__What you are asked to do__:
Working from the top of the records below, reproduce each line exactly, ending once you have written the line containing "use crate::core::snapshot;".

__Data supplied__:
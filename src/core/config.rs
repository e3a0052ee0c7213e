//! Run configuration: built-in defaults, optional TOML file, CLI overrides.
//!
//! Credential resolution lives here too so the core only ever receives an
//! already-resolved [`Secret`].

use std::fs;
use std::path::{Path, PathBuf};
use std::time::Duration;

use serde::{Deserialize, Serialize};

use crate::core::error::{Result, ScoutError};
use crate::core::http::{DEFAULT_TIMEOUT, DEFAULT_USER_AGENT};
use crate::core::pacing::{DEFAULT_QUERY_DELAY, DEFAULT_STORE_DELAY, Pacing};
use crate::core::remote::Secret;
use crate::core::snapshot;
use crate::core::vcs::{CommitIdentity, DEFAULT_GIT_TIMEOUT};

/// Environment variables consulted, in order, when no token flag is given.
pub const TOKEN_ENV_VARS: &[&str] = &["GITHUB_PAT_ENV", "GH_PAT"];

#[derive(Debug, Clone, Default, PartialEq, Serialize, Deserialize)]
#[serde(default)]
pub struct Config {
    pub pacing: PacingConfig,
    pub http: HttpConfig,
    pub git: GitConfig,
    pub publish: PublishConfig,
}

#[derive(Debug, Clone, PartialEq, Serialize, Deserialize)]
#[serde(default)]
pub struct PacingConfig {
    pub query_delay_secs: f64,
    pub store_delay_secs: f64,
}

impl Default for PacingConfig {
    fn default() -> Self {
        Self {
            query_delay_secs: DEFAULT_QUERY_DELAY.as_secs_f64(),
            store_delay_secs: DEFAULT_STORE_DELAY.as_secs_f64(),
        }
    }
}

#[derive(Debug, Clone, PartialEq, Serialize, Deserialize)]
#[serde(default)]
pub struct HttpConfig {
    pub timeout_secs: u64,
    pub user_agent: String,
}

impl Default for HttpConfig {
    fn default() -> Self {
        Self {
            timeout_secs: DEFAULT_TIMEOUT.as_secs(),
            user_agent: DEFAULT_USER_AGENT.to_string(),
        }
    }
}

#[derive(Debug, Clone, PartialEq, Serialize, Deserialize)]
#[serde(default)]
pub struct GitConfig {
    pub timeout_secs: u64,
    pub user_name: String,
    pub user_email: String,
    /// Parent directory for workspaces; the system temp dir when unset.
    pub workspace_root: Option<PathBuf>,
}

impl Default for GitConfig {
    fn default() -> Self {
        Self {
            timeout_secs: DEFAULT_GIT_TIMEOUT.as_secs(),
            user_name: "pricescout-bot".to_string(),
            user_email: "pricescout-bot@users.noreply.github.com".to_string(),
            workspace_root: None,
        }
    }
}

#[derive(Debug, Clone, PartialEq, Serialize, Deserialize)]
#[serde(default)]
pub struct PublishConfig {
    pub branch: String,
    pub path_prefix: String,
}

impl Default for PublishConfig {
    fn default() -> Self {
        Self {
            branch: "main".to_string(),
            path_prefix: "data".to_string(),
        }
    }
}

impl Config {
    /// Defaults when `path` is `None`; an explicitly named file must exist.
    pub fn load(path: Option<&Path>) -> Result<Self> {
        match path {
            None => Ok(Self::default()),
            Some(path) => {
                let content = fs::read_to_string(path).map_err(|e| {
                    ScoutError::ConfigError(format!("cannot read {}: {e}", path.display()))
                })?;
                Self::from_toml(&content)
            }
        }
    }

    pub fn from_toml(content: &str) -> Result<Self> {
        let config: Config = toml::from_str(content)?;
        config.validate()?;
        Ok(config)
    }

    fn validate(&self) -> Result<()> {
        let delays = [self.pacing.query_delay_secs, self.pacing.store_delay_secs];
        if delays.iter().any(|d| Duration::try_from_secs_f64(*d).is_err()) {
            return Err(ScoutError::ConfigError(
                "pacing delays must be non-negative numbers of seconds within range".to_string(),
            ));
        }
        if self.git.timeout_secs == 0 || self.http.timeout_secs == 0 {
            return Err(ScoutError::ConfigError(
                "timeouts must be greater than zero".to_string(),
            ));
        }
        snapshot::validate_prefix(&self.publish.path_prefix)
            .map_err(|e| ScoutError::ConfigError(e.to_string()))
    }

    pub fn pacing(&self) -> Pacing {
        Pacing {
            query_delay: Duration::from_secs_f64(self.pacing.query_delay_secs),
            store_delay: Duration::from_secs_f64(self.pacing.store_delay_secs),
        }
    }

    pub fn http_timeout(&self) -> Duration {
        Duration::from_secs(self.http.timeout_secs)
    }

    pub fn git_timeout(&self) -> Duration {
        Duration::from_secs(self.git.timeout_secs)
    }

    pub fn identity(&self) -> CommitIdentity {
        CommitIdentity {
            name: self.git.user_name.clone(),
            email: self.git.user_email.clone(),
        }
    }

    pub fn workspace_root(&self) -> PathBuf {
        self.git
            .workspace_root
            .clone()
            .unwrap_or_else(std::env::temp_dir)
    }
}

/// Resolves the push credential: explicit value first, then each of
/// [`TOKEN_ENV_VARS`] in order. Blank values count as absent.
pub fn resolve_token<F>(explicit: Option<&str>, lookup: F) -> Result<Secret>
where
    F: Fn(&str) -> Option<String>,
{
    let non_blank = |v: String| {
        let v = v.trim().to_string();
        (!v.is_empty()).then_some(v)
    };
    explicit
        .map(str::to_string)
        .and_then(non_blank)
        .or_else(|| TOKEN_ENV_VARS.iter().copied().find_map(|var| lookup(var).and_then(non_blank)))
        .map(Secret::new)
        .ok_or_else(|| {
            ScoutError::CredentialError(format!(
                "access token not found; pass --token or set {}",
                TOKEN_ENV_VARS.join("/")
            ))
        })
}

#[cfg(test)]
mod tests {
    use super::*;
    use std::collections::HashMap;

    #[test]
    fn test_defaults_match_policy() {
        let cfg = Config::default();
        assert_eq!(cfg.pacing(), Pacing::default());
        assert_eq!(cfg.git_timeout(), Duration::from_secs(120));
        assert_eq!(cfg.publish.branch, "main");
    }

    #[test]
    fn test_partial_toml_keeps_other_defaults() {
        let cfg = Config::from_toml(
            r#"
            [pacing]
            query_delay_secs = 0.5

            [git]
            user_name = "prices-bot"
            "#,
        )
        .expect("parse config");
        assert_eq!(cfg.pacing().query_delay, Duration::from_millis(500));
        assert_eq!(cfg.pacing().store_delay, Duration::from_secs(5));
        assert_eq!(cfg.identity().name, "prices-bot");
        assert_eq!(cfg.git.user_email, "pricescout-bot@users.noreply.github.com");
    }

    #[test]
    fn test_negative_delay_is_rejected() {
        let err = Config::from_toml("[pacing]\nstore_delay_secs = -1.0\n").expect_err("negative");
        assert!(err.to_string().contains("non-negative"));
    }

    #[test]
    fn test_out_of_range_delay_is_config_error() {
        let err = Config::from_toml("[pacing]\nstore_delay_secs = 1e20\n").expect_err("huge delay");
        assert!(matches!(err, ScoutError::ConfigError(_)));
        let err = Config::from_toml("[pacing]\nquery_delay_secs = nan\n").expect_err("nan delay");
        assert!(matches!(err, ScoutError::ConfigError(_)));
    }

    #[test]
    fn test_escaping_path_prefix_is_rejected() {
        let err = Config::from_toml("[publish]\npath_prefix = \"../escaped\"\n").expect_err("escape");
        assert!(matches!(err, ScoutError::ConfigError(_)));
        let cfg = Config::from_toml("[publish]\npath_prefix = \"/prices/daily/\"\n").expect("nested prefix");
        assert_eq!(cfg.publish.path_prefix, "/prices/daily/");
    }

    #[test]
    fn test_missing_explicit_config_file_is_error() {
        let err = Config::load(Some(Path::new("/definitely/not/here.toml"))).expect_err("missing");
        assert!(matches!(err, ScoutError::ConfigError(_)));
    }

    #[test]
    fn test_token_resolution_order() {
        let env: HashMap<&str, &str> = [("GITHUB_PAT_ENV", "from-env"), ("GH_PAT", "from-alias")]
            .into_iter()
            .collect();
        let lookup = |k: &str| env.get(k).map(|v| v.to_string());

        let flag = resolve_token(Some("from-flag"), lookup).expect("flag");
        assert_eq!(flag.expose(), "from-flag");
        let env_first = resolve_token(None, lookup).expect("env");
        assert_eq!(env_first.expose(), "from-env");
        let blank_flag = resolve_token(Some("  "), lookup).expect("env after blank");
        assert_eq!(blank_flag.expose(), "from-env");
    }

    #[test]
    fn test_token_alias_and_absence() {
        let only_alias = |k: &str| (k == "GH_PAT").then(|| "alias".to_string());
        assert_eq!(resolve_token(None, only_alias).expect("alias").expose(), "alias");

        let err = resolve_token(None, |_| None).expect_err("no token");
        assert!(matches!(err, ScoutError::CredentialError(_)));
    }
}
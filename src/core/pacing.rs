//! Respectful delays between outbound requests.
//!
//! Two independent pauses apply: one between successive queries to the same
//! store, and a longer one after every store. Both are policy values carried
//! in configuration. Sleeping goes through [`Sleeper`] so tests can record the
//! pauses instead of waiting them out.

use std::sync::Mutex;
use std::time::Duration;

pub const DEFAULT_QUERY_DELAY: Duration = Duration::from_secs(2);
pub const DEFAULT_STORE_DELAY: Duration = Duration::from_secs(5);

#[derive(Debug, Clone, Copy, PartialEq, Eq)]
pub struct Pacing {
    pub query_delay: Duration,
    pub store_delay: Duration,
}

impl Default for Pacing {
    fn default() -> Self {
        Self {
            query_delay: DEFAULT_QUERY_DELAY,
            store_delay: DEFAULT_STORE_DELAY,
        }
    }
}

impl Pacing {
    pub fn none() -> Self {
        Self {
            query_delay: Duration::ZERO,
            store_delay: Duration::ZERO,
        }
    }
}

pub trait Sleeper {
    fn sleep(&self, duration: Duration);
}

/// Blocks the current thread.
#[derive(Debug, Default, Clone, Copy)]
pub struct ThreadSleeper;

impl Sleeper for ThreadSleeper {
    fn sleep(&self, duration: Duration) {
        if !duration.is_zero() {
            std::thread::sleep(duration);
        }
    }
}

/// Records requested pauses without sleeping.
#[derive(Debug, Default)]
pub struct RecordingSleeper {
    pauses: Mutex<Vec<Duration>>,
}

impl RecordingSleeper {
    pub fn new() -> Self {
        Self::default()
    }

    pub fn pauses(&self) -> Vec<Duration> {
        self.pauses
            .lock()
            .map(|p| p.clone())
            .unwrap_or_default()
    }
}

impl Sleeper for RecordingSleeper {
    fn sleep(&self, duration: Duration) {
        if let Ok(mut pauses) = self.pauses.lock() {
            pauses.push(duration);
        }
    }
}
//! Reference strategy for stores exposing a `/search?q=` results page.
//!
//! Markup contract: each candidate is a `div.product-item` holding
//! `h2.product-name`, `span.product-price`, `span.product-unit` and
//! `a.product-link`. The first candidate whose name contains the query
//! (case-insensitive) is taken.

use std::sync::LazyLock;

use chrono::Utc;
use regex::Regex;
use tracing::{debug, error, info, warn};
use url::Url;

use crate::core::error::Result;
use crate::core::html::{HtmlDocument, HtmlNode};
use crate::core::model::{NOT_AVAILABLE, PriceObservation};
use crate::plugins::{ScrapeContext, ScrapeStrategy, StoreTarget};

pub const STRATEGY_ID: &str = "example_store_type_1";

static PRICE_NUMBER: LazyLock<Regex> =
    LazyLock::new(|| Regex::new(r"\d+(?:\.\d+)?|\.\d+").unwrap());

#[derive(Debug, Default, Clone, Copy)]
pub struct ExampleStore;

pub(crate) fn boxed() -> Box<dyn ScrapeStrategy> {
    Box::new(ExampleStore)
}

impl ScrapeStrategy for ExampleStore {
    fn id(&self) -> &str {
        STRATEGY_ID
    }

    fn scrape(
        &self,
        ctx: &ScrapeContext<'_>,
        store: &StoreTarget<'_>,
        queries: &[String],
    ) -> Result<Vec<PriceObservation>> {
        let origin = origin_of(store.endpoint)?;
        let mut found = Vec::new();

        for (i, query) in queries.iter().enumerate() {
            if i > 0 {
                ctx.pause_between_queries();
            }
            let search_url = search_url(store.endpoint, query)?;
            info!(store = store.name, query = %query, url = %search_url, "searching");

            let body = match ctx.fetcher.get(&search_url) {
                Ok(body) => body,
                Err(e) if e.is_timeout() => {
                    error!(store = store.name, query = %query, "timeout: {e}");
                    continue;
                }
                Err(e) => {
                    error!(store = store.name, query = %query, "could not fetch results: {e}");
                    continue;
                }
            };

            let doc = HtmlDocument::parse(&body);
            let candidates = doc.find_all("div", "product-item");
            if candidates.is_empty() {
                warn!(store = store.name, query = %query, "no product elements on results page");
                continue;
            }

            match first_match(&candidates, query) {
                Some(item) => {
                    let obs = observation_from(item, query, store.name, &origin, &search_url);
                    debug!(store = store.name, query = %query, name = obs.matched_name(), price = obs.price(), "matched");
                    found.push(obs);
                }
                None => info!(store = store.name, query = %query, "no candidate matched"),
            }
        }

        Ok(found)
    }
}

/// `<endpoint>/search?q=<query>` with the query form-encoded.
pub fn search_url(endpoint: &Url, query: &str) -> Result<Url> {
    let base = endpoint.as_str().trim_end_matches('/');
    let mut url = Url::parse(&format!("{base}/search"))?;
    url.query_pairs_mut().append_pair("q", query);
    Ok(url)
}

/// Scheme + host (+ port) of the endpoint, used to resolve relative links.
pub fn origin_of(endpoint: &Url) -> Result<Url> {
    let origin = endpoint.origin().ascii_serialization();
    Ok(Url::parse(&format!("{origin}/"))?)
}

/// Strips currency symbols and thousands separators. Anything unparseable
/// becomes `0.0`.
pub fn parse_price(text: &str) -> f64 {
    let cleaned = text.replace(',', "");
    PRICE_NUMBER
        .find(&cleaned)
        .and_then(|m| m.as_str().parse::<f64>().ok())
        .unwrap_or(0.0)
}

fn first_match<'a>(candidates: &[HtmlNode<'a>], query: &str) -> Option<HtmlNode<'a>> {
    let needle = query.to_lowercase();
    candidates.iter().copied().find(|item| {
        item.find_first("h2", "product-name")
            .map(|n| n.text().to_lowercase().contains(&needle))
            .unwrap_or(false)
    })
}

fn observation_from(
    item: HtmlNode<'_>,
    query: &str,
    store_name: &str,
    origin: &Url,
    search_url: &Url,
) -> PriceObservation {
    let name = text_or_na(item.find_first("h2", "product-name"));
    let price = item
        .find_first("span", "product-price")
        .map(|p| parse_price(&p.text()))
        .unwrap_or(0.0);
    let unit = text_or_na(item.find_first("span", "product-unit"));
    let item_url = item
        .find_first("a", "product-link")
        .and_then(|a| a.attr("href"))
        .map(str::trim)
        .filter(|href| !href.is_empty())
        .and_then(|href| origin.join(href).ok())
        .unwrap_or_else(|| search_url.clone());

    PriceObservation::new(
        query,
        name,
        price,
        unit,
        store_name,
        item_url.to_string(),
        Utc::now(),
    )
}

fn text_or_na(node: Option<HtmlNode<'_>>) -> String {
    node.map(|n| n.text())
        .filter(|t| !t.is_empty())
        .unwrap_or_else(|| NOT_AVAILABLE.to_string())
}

__Answer box__:
filename src/core/config.rs
repository e3a0052ee0c7213e
//! Run configuration: built-in defaults, optional TOML file, CLI overrides.
//!
//! Credential resolution lives here too so the core only ever receives an
//! already-resolved [`Secret`].

use std::fs;
use std::path::{Path, PathBuf};
use std::time::Duration;

use serde::{Deserialize, Serialize};

use crate::core::error::{Result, ScoutError};
use crate::core::http::{DEFAULT_TIMEOUT, DEFAULT_USER_AGENT};
use crate::core::pacing::{DEFAULT_QUERY_DELAY, DEFAULT_STORE_DELAY, Pacing};
use crate::core::remote::Secret;
use crate::core::snapshot;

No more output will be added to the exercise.